Fude Zhengshen (, lit. Righteous God of Virtue and Blessing) is a God of Prosperity in Chinese folk religion. He is often considered to be similar as Tu Di Gong (Earth Deities) or the name was considered as an official title of the later, but actually both of them are deities of different ranking. As one of the oldest deity by age, he is often considered as subordinate of Houtu.

Legends
One of the legend said that there was a man who lived under the reign of King Wu of Zhou; his name was Zhang Fu De. He was born at 1143 BC on the second year of King Wu's reign, on the second day of second month of Chinese Calendar. He was a bright yet kind hearted as a kid. When he was 7 years old, he already learned old Chinese Classics and empathized the poor. Zhang Fu De became a government tax officer when he was 36 and he was a wise and good officer and people loved him. He died when he was 102 years old at 1042 BC on the reign of King Cheng of Zhou. But after three days, his deceased body had not rotten and amazed all the people.

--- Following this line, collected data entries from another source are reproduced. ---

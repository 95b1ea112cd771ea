#![cfg_attr(feature = "fail-on-warnings", deny(warnings))]
#![warn(clippy::all, clippy::pedantic, clippy::nursery, clippy::cargo)]
#![allow(clippy::multiple_crate_versions, clippy::cargo_common_metadata)]

//! Incident table loading and top-N location ranking.
//!
//! [`load`] reads the `Location`/`Category`/`Count` table into
//! [`IncidentRecord`]s, rejecting the whole file on the first malformed row.
//! [`ranking`] turns those records into the ranked, filtered structure the
//! stacked location chart consumes.

pub mod load;
pub mod ranking;

use std::path::PathBuf;

pub use camden_incident_models::{
    CategorySeries, DEFAULT_TOP_LOCATIONS, IncidentCategory, IncidentRecord, LocationTotal,
    RankedIncidents,
};

/// Errors that can occur while loading the incident table.
#[derive(Debug, thiserror::Error)]
pub enum IncidentError {
    /// The incident table file does not exist.
    #[error("Incident table not found: {}", path.display())]
    NotFound {
        /// Path that was looked up.
        path: PathBuf,
    },

    /// I/O error (file open/read).
    #[error("I/O error: {0}")]
    Io(#[from] std::io::Error),

    /// CSV framing or encoding error outside of a data row.
    #[error("CSV error: {0}")]
    Csv(#[from] csv::Error),

    /// A required column is absent from the header row.
    #[error("Incident table is missing the `{column}` column")]
    MissingColumn {
        /// Name of the missing column.
        column: &'static str,
    },

    /// The counts sum past `u64::MAX`.
    #[error("Incident counts overflow at line {line}")]
    TotalOverflow {
        /// 1-based line number of the row that overflowed the sum.
        line: u64,
    },

    /// A data row could not be parsed.
    #[error("Malformed incident row at line {line}: {message}")]
    MalformedRow {
        /// 1-based line number of the offending row.
        line: u64,
        /// Description of what went wrong.
        message: String,
    },
}
//! The critical transport triangle: St Pancras, King's Cross and Camden
//! Town.

use serde::Serialize;

/// Passenger numbers for one year, in millions.
#[derive(Debug, Clone, Copy, PartialEq, Serialize)]
#[serde(rename_all = "camelCase")]
pub struct GrowthPoint {
    /// Calendar year.
    pub year: u16,
    /// Passengers in millions.
    pub passengers_millions: f64,
}

/// A named stretch of the growth series, drawn as its own filled segment.
#[derive(Debug, Clone, PartialEq, Serialize)]
#[serde(rename_all = "camelCase")]
pub struct GrowthPhase {
    /// Phase label.
    pub name: &'static str,
    /// Segment colour.
    pub color: &'static str,
    /// Start and end points of the phase.
    pub points: [GrowthPoint; 2],
}

/// Facts shown when a station is selected.
#[derive(Debug, Clone, PartialEq, Serialize)]
#[serde(rename_all = "camelCase")]
pub struct Station {
    /// Station name.
    pub name: &'static str,
    /// Slide image file name.
    pub image: &'static str,
    /// Yearly entries and exits, if shown as a headline figure.
    pub yearly_usage: Option<u64>,
    /// Short tag shown under the headline figure.
    pub usage_label: Option<&'static str>,
    /// Explanatory note.
    pub info: &'static str,
    /// Passenger growth phases, oldest first.
    pub growth: Vec<GrowthPhase>,
}

const CAMDEN_TOWN_GROWTH: [GrowthPoint; 4] = [
    GrowthPoint {
        year: 2020,
        passengers_millions: 5.51,
    },
    GrowthPoint {
        year: 2021,
        passengers_millions: 9.12,
    },
    GrowthPoint {
        year: 2022,
        passengers_millions: 17.34,
    },
    GrowthPoint {
        year: 2023,
        passengers_millions: 18.81,
    },
];

/// Returns the three transport hubs in slide order.
#[must_use]
pub fn stations() -> Vec<Station> {
    vec![
        Station {
            name: "St Pancras International",
            image: "1.png",
            yearly_usage: Some(35_959_980),
            usage_label: Some("High Volume"),
            info: "International trains: the London terminal for the Eurostar, \
                   which runs high-speed trains to Paris, Brussels, Amsterdam, \
                   and other destinations in Europe.",
            growth: Vec::new(),
        },
        Station {
            name: "Kings Cross Station",
            image: "2.png",
            yearly_usage: Some(24_483_824),
            usage_label: Some("Major Interchange"),
            info: "Major UK rail hub: trains from King's Cross go mainly to the \
                   north and east of England, including York, Newcastle, Leeds, \
                   Edinburgh, and other destinations along the East Coast Main Line.",
            growth: Vec::new(),
        },
        Station {
            name: "Camden Town Station",
            image: "3.png",
            yearly_usage: None,
            usage_label: None,
            info: "The annual crime rate in the area around Camden Town \
                   Underground Station (Oct 2024 to Sept 2025) is 1,597 crimes \
                   per 1,000 resident population.",
            growth: camden_town_growth(),
        },
    ]
}

/// Looks up a station by name, ignoring ASCII case.
#[must_use]
pub fn station(name: &str) -> Option<Station> {
    stations()
        .into_iter()
        .find(|s| s.name.eq_ignore_ascii_case(name))
}

fn camden_town_growth() -> Vec<GrowthPhase> {
    let [y2020, y2021, y2022, y2023] = CAMDEN_TOWN_GROWTH;
    vec![
        GrowthPhase {
            name: "Recovery",
            color: "#1f77b4",
            points: [y2020, y2021],
        },
        GrowthPhase {
            name: "Growth",
            color: "#f1c40f",
            points: [y2021, y2022],
        },
        GrowthPhase {
            name: "High Traffic",
            color: "#d92828",
            points: [y2022, y2023],
        },
    ]
}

His position was taken by Wei Chao that oppressed people by his greedy and cruelty character. Many people left their homeland and farms, and they wished to had a wise new officer just like Zhang Fu De. They worshiped him and called him Fude Zhengshen. One poor family had wished to built an altar for him, but they just could afford four pieces of bricks to built. They used three bricks as the walls and one as the roof, wrote down the name of Fude Zhengshen inside it and use a broken crock as tripod to put the incense. Unexpectedly, the poor family became rich and many people turned to believed on Zhang Fu De; built a temple for him. A poem said that the kindness of Zhang Fu De moved Jade Emperor whose in turned sent Ba Xian to picked him up to heaven.

Cult
Both Fude Zhengshen and Tudigong are described as sitting white haired old men with white long beard. The main differences between the two deities are that Fude Zhengshen is a wealth deity with no connection to the earth while Tudigong are a group of low-ranking earth deities with limited length of service. While Fude Zhengshen's altar is placed high above the floor; Tudigong's altar are built just on the ground and usually accompanied by Tudipo his wife and Hu Ye or tiger deity who will assist Tudigong to ward off evil.